Obesity is a chronic, relapsing disease associated with multiple complications and a substantial morbidity, mortality and health care burden. Pharmacological treatments for obesity provide a valuable adjunct to lifestyle intervention, which often achieves only limited weight loss that is difficult to maintain. The Semaglutide Treatment Effect in People with obesity (STEP) clinical trial programme is evaluating once-weekly subcutaneous semaglutide 2.4mg (a glucagon-like peptide-1 analogue) in people with overweight or obesity. Across STEP 1, 3, 4 and 8, semaglutide 2.4mg was associated with mean weight losses of 14.9%-17.4% in individuals with overweight or obesity without type 2 diabetes from baseline to week 68; 69%-79% of participants achieved ≥10% weight loss with semaglutide 2.4mg (vs. 12%-27% with placebo) and 51%-64% achieved ≥15% weight loss (vs. 5%-13% with placebo).

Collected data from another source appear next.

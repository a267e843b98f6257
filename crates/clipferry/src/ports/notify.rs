//! Desktop notifications
//!
//! Toasts are fire-and-forget: failures are logged at debug and never
//! block or break a transfer. The whole surface disappears when the
//! `notifications` feature is off.

use super::{NotificationPort, NotificationStyle};

/// `notify-rust`-backed notifications
pub struct DesktopNotifier;

impl DesktopNotifier {
    pub fn new() -> Self {
        Self
    }
}

impl Default for DesktopNotifier {
    fn default() -> Self {
        Self::new()
    }
}

impl NotificationPort for DesktopNotifier {
    fn show(&self, title: &str, body: &str, style: NotificationStyle) {
        #[cfg(feature = "notifications")]
        {
            let prefix = match style {
                NotificationStyle::Inbound => "\u{2913}",
                NotificationStyle::Outbound => "\u{2912}",
            };
            let result = notify_rust::Notification::new()
                .summary(&format!("{} {}", prefix, title))
                .body(body)
                .timeout(5000)
                .show();
            if let Err(e) = result {
                tracing::debug!("notification failed: {}", e);
            }
        }

        #[cfg(not(feature = "notifications"))]
        {
            let _ = (title, body, style);
        }
    }
}

/// Silent sink for headless runs and tests
pub struct NullNotifier;

impl NotificationPort for NullNotifier {
    fn show(&self, _title: &str, _body: &str, _style: NotificationStyle) {}
}
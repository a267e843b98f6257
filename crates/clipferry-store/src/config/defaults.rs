//! Default configuration values

use chrono::Utc;

/// Fixed deployment relay, overridable in the config file
pub fn relay_server_url() -> String {
    "https://relay.clipferry.net:12505/".to_string()
}

/// Default manual-push hotkey
pub fn push_hotkey() -> String {
    "Ctrl+F6".to_string()
}

/// Default LAN arbitration window in seconds
pub fn lan_timeout() -> u64 {
    10
}

/// Stable-ish device identity: `pc_<user>_<suffix>`
///
/// The suffix is seconds-mod-10000 so a regenerated identity is distinct
/// from the previous one without leaking anything.
pub fn device_id() -> String {
    let user = username();
    let suffix = (Utc::now().timestamp().max(0) as u64) % 10_000;
    format!("pc_{}_{}", user, suffix)
}

/// Fresh room identifier
pub fn fresh_room_id() -> String {
    format!("room_{}", Utc::now().timestamp())
}

fn username() -> String {
    std::env::var("USER")
        .or_else(|_| std::env::var("USERNAME"))
        .unwrap_or_else(|_| "user".to_string())
}
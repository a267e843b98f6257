//! Engine.IO v4 / Socket.IO v4 text-packet codec
//!
//! The first character is the Engine.IO packet type; a `4` (message)
//! wraps a Socket.IO packet whose own first character selects connect
//! ack (`0`) or event (`2`). Events carry a JSON array of
//! `[event_name, event_data]`.
//!
//! The parser is defensive: anything that is not well-formed comes back
//! as [`ProtocolError::InvalidFrame`] so the caller can log and drop it,
//! and packet types this client has no use for parse to [`Packet::Other`].

use serde_json::Value;

use crate::error::ProtocolError;
use crate::Result;

/// Socket.IO connect request packet (sent after the WS opens)
pub const CONNECT: &str = "40";

/// Engine.IO pong packet (reply to every inbound ping)
pub const PONG: &str = "3";

/// A parsed inbound signaling packet
#[derive(Debug, Clone, PartialEq)]
pub enum Packet {
    /// Engine.IO `0` — transport open, carries session JSON
    Open(Value),
    /// Engine.IO `2` — heartbeat ping, must be answered with `3`
    Ping,
    /// Engine.IO `3` — heartbeat pong
    Pong,
    /// Socket.IO `40` — namespace connect acknowledged
    ConnectAck,
    /// Socket.IO `42[...]` — named event with JSON data
    Event {
        /// Event name (first array element)
        name: String,
        /// Event data (second array element, `Null` when absent)
        data: Value,
    },
    /// Well-formed packet of a type this client ignores
    Other,
}

/// Parse one inbound text frame
pub fn parse(text: &str) -> Result<Packet> {
    let mut chars = text.chars();
    let engine_type = chars
        .next()
        .ok_or_else(|| ProtocolError::InvalidFrame("empty frame".to_string()))?;
    let rest = chars.as_str();

    match engine_type {
        '0' => {
            let session = if rest.is_empty() {
                Value::Null
            } else {
                serde_json::from_str(rest)
                    .map_err(|e| ProtocolError::InvalidFrame(format!("open payload: {}", e)))?
            };
            Ok(Packet::Open(session))
        }
        '2' => Ok(Packet::Ping),
        '3' => Ok(Packet::Pong),
        '4' => parse_socket_packet(rest),
        // Engine.IO close/upgrade/noop — nothing for us to do
        '1' | '5' | '6' => Ok(Packet::Other),
        other => Err(ProtocolError::InvalidFrame(format!(
            "unknown engine packet type '{}'",
            other
        ))),
    }
}

fn parse_socket_packet(packet: &str) -> Result<Packet> {
    let mut chars = packet.chars();
    let socket_type = chars
        .next()
        .ok_or_else(|| ProtocolError::InvalidFrame("empty socket packet".to_string()))?;
    let rest = chars.as_str();

    match socket_type {
        '0' => Ok(Packet::ConnectAck),
        '2' => {
            let array: Value = serde_json::from_str(rest)
                .map_err(|e| ProtocolError::InvalidFrame(format!("event payload: {}", e)))?;
            let items = array.as_array().ok_or_else(|| {
                ProtocolError::InvalidFrame("event payload is not an array".to_string())
            })?;
            let name = items
                .first()
                .and_then(Value::as_str)
                .ok_or_else(|| {
                    ProtocolError::InvalidFrame("event name missing or not a string".to_string())
                })?
                .to_string();
            let data = items.get(1).cloned().unwrap_or(Value::Null);
            Ok(Packet::Event { name, data })
        }
        // Disconnect, acks, binary events — not part of this protocol
        _ => Ok(Packet::Other),
    }
}

/// Encode an outbound event as `42["name",data]`
pub fn encode_event(name: &str, data: &Value) -> String {
    let array = Value::Array(vec![Value::String(name.to_string()), data.clone()]);
    format!("42{}", array)
}

#[cfg(test)]
mod tests {
    use super::*;
    use serde_json::json;

    #[test]
    fn test_parse_ping() {
        assert_eq!(parse("2").unwrap(), Packet::Ping);
    }

    #[test]
    fn test_parse_pong() {
        assert_eq!(parse("3").unwrap(), Packet::Pong);
    }

    #[test]
    fn test_parse_open_with_session() {
        let packet = parse(r#"0{"sid":"abc","pingInterval":25000}"#).unwrap();
        match packet {
            Packet::Open(session) => assert_eq!(session["sid"], "abc"),
            other => panic!("expected Open, got {:?}", other),
        }
    }

    #[test]
    fn test_parse_connect_ack() {
        assert_eq!(parse("40").unwrap(), Packet::ConnectAck);
        // Connect ack with payload (sid object) still parses as ack
        assert_eq!(parse(r#"40{"sid":"xyz"}"#).unwrap(), Packet::ConnectAck);
    }

    #[test]
    fn test_parse_event() {
        let packet = parse(r#"42["room_stats",{"count":2}]"#).unwrap();
        match packet {
            Packet::Event { name, data } => {
                assert_eq!(name, "room_stats");
                assert_eq!(data["count"], 2);
            }
            other => panic!("expected Event, got {:?}", other),
        }
    }

    #[test]
    fn test_parse_event_without_data() {
        let packet = parse(r#"42["peer_evicted"]"#).unwrap();
        match packet {
            Packet::Event { name, data } => {
                assert_eq!(name, "peer_evicted");
                assert_eq!(data, Value::Null);
            }
            other => panic!("expected Event, got {:?}", other),
        }
    }

    #[test]
    fn test_malformed_frames_are_errors_not_panics() {
        for bad in ["", "9", "42", "42{not json", "42{}", "42[1,2]", "4"] {
            assert!(parse(bad).is_err(), "{:?} should fail", bad);
        }
    }

    #[test]
    fn test_ignored_packet_types() {
        assert_eq!(parse("1").unwrap(), Packet::Other); // engine close
        assert_eq!(parse("6").unwrap(), Packet::Other); // engine noop
        assert_eq!(parse("41").unwrap(), Packet::Other); // socket disconnect
    }

    #[test]
    fn test_encode_event_framing() {
        let encoded = encode_event("join", &json!({"room": "r1"}));
        assert!(encoded.starts_with("42["));
        // Must parse back to the same event
        match parse(&encoded).unwrap() {
            Packet::Event { name, data } => {
                assert_eq!(name, "join");
                assert_eq!(data["room"], "r1");
            }
            other => panic!("expected Event, got {:?}", other),
        }
    }

    #[test]
    fn test_encode_event_with_null_data() {
        assert_eq!(encode_event("ack", &Value::Null), "42[\"ack\",null]");
    }
}
// Copyright (c) 2025 - Cowboy AI, Inc.
//! Apply/Remove Workflow Lifecycle
//!
//! # States
//!
//! ```text
//! apply:  SpecLoaded → Rendered → ManifestWritten → DryRunApplied → Applied
//!                                                 → PodsAwaited → Configured → Done
//! remove: SpecLoaded → Rendered → ManifestWritten → DryRunDeleted → Deleted
//!                                                 → CleanupVerified → Done
//! ```
//!
//! The two paths share their prefix and split on the first orchestration
//! step taken after the manifest is on disk. `Done` is terminal.

use std::fmt;

use super::{StateMachine, TransitionError, TransitionResult};

/// Where an apply or remove run currently stands
#[derive(Debug, Clone, Copy, PartialEq, Eq, Hash)]
pub enum WorkflowState {
    SpecLoaded,
    Rendered,
    ManifestWritten,
    DryRunApplied,
    Applied,
    PodsAwaited,
    Configured,
    DryRunDeleted,
    Deleted,
    CleanupVerified,
    Done,
}

/// Step completed by the workflow (FSM input)
#[derive(Debug, Clone, Copy, PartialEq, Eq, Hash)]
pub enum WorkflowStep {
    Render,
    WriteManifest,
    DryRunApply,
    Apply,
    AwaitPods,
    Configure,
    DryRunDelete,
    Delete,
    VerifyCleanup,
    Finish,
}

impl fmt::Display for WorkflowState {
    fn fmt(&self, f: &mut fmt::Formatter<'_>) -> fmt::Result {
        fmt::Debug::fmt(self, f)
    }
}

impl fmt::Display for WorkflowStep {
    fn fmt(&self, f: &mut fmt::Formatter<'_>) -> fmt::Result {
        fmt::Debug::fmt(self, f)
    }
}

impl WorkflowState {
    pub fn is_terminal(&self) -> bool {
        matches!(self, WorkflowState::Done)
    }
}

impl StateMachine for WorkflowState {
    type Input = WorkflowStep;
    type Output = ();

    fn transition(&self, input: &Self::Input) -> TransitionResult<(Self, Self::Output)> {
        use WorkflowState::*;
        use WorkflowStep::*;

        let next = match (self, input) {
            (SpecLoaded, Render) => Rendered,
            (Rendered, WriteManifest) => ManifestWritten,

            (ManifestWritten, DryRunApply) => DryRunApplied,
            (DryRunApplied, Apply) => Applied,
            (Applied, AwaitPods) => PodsAwaited,
            (PodsAwaited, Configure) => Configured,
            (Configured, Finish) => Done,

            (ManifestWritten, DryRunDelete) => DryRunDeleted,
            (DryRunDeleted, Delete) => Deleted,
            (Deleted, VerifyCleanup) => CleanupVerified,
            (CleanupVerified, Finish) => Done,

            (from, step) => {
                return Err(TransitionError::InvalidTransition {
                    from: from.to_string(),
                    to: step.to_string(),
                })
            }
        };
        Ok((next, ()))
    }

    fn valid_inputs(&self) -> Vec<Self::Input> {
        use WorkflowStep::*;

        [
            Render,
            WriteManifest,
            DryRunApply,
            Apply,
            AwaitPods,
            Configure,
            DryRunDelete,
            Delete,
            VerifyCleanup,
            Finish,
        ]
        .into_iter()
        .filter(|step| self.can_transition(step))
        .collect()
    }
}
// Copyright (c) 2025 - Cowboy AI, Inc.
//! Simulation attachment for EDA fabrics
//!
//! Attaches simulated edge devices to a fabric: a simplified spec (hand-written
//! or synthesized from cluster VirtualNetworks and Interfaces) is rendered into
//! SimNode, SimLink and TopoLink resources, applied or removed through `etc`,
//! and the resulting simulation pods get their IP/VLAN configuration.

pub mod auto;
pub mod cluster;
pub mod config;
pub mod console;
pub mod domain;
pub mod errors;
pub mod fabric;
pub mod render;
pub mod resources;
pub mod spec;
pub mod state_machine;
pub mod workflow;

// Re-export commonly used types
pub use auto::{build_auto_plan, AutoPlan};
pub use cluster::{Etc, Kubectl, Orchestrator, PodExecutor, ResourceStore};
pub use config::{AttachConfig, Timeouts};
pub use console::{Console, RecordingConsole, StdoutConsole};
pub use errors::{AttachError, AttachResult, CommandError};
pub use render::{render_bundle, NodeInterfaceConfig, RenderedBundle};
pub use spec::{parse_simulation_spec, SimulationSpec};
pub use workflow::{ApplyReport, RemoveReport, SpecSource, Workflow};
// Copyright (c) 2025 - Cowboy AI, Inc.
//! Property-Based Tests for Auto-Plan Determinism
//!
//! Plans are built from randomly labelled edge interfaces under the two fixed
//! VirtualNetworks. Whatever order the cluster returns documents in, the plan
//! must come out identical with contiguous `serverN` names.

use std::collections::BTreeMap;

use cx_attach::auto::{plan_from_documents, PlannedSpec};
use proptest::prelude::*;
use serde_json::{json, Map, Value};

use cx_attach::build_auto_plan;

use crate::fixtures::{bridged_virtual_network, interface, routed_virtual_network, FakeStore, TOPO_NS};

// ============================================================================
// Strategies
// ============================================================================

/// (leaf, port) → (selected by VLAN 1001, selected by VLAN 201)
fn edge_ports() -> impl Strategy<Value = BTreeMap<(u8, u8), (bool, bool)>> {
    prop::collection::btree_map((1u8..4, 1u8..12), (any::<bool>(), any::<bool>()), 1..10)
}

fn interface_documents(ports: &BTreeMap<(u8, u8), (bool, bool)>) -> Vec<Value> {
    ports
        .iter()
        .map(|((leaf, port), (routed, bridged))| {
            let mut labels = Map::new();
            if *routed {
                labels.insert("eda.nokia.com/macvrf1001".to_string(), json!("true"));
            }
            if *bridged {
                labels.insert("eda.nokia.com/macvrf201".to_string(), json!("true"));
            }
            interface(
                &format!("leaf{leaf}-ethernet-1-{port}"),
                Value::Object(labels),
                &format!("leaf{leaf}"),
                &format!("ethernet-1-{port}"),
            )
        })
        .collect()
}

fn plan(virtual_networks: &[Value], interfaces: &[Value]) -> Option<PlannedSpec> {
    plan_from_documents(TOPO_NS, virtual_networks, interfaces)
        .ok()
        .map(|plan| plan.spec)
}

fn ports_and_shuffle() -> impl Strategy<Value = (Vec<Value>, Vec<Value>)> {
    edge_ports().prop_flat_map(|ports| {
        let sorted = interface_documents(&ports);
        (Just(sorted.clone()), Just(sorted).prop_shuffle())
    })
}

// ============================================================================
// Properties
// ============================================================================

proptest! {
    /// Document order never changes the plan
    #[test]
    fn prop_plan_ignores_document_order((sorted, shuffled) in ports_and_shuffle(), flip in any::<bool>()) {
        let mut networks = vec![routed_virtual_network(), bridged_virtual_network()];
        let baseline = plan(&networks, &sorted);
        if flip {
            networks.reverse();
        }
        prop_assert_eq!(plan(&networks, &shuffled), baseline);
    }

    /// Devices are server1..N, each attached exactly once, in fabric order
    #[test]
    fn prop_servers_are_contiguous_and_attached_once(ports in edge_ports()) {
        let selected = ports.values().filter(|(routed, bridged)| *routed || *bridged).count();
        let networks = [routed_virtual_network(), bridged_virtual_network()];

        let Some(spec) = plan(&networks, &interface_documents(&ports)) else {
            prop_assert_eq!(selected, 0);
            return Ok(());
        };

        let names: Vec<String> = spec.sim_nodes.iter().map(|node| node.name.clone()).collect();
        let expected: Vec<String> = (1..=selected).map(|n| format!("server{n}")).collect();
        prop_assert_eq!(&names, &expected);

        let attached: Vec<String> = spec.topology.iter().map(|entry| entry.sim_node.clone()).collect();
        prop_assert_eq!(&attached, &expected);

        let endpoints: Vec<(String, String)> = spec
            .topology
            .iter()
            .map(|entry| (entry.node.clone(), entry.interface.clone()))
            .collect();
        let mut ordered = endpoints.clone();
        ordered.sort();
        prop_assert_eq!(endpoints, ordered);
    }

    /// Only routed devices get addresses, all from the IRB subnet
    #[test]
    fn prop_addresses_come_from_routed_vlan(ports in edge_ports()) {
        let networks = [routed_virtual_network(), bridged_virtual_network()];
        let Some(spec) = plan(&networks, &interface_documents(&ports)) else {
            return Ok(());
        };

        let routed = ports.values().filter(|(routed, _)| *routed).count();
        let addressed: Vec<_> = spec.sim_nodes.iter().filter(|node| node.ip_address.is_some()).collect();
        prop_assert_eq!(addressed.len(), routed);

        for node in addressed {
            let ip = node.ip_address.as_deref().unwrap_or_default();
            prop_assert!(ip.starts_with("10.10.1.") && ip.ends_with("/24"));
            prop_assert_eq!(node.gateway.as_deref(), Some("10.10.1.254"));
        }
    }

    /// Reading through a resource store plans exactly like the raw documents
    #[test]
    fn prop_store_plan_matches_document_plan(ports in edge_ports()) {
        let networks = vec![routed_virtual_network(), bridged_virtual_network()];
        let interfaces = interface_documents(&ports);
        let store = FakeStore::new();
        store.insert("virtualnetwork", networks.clone());
        store.insert("interface", interfaces.clone());

        let through_store = tokio_test::block_on(build_auto_plan(&store, TOPO_NS))
            .ok()
            .map(|plan| plan.spec);
        prop_assert_eq!(through_store, plan(&networks, &interfaces));
    }
}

In STEP 5, mean weight loss was -15.2% with semaglutide 2.4mg versus -2.6% with placebo from baseline to week 104. In STEP 2 (individuals with overweight or obesity, and type 2 diabetes), mean weight loss was -9.6% with semaglutide 2.4mg versus -3.4% with placebo from baseline to week 68. Improvements in cardiometabolic risk factors, including high blood pressure, atherogenic lipids and benefits on physical function and quality of life were seen with semaglutide 2.4mg. The safety profile of semaglutide 2.4mg was consistent across trials, primarily gastrointestinal adverse events. The magnitude of weight loss reported in the STEP trials offers the potential for clinically relevant improvement for individuals with obesity-related diseases.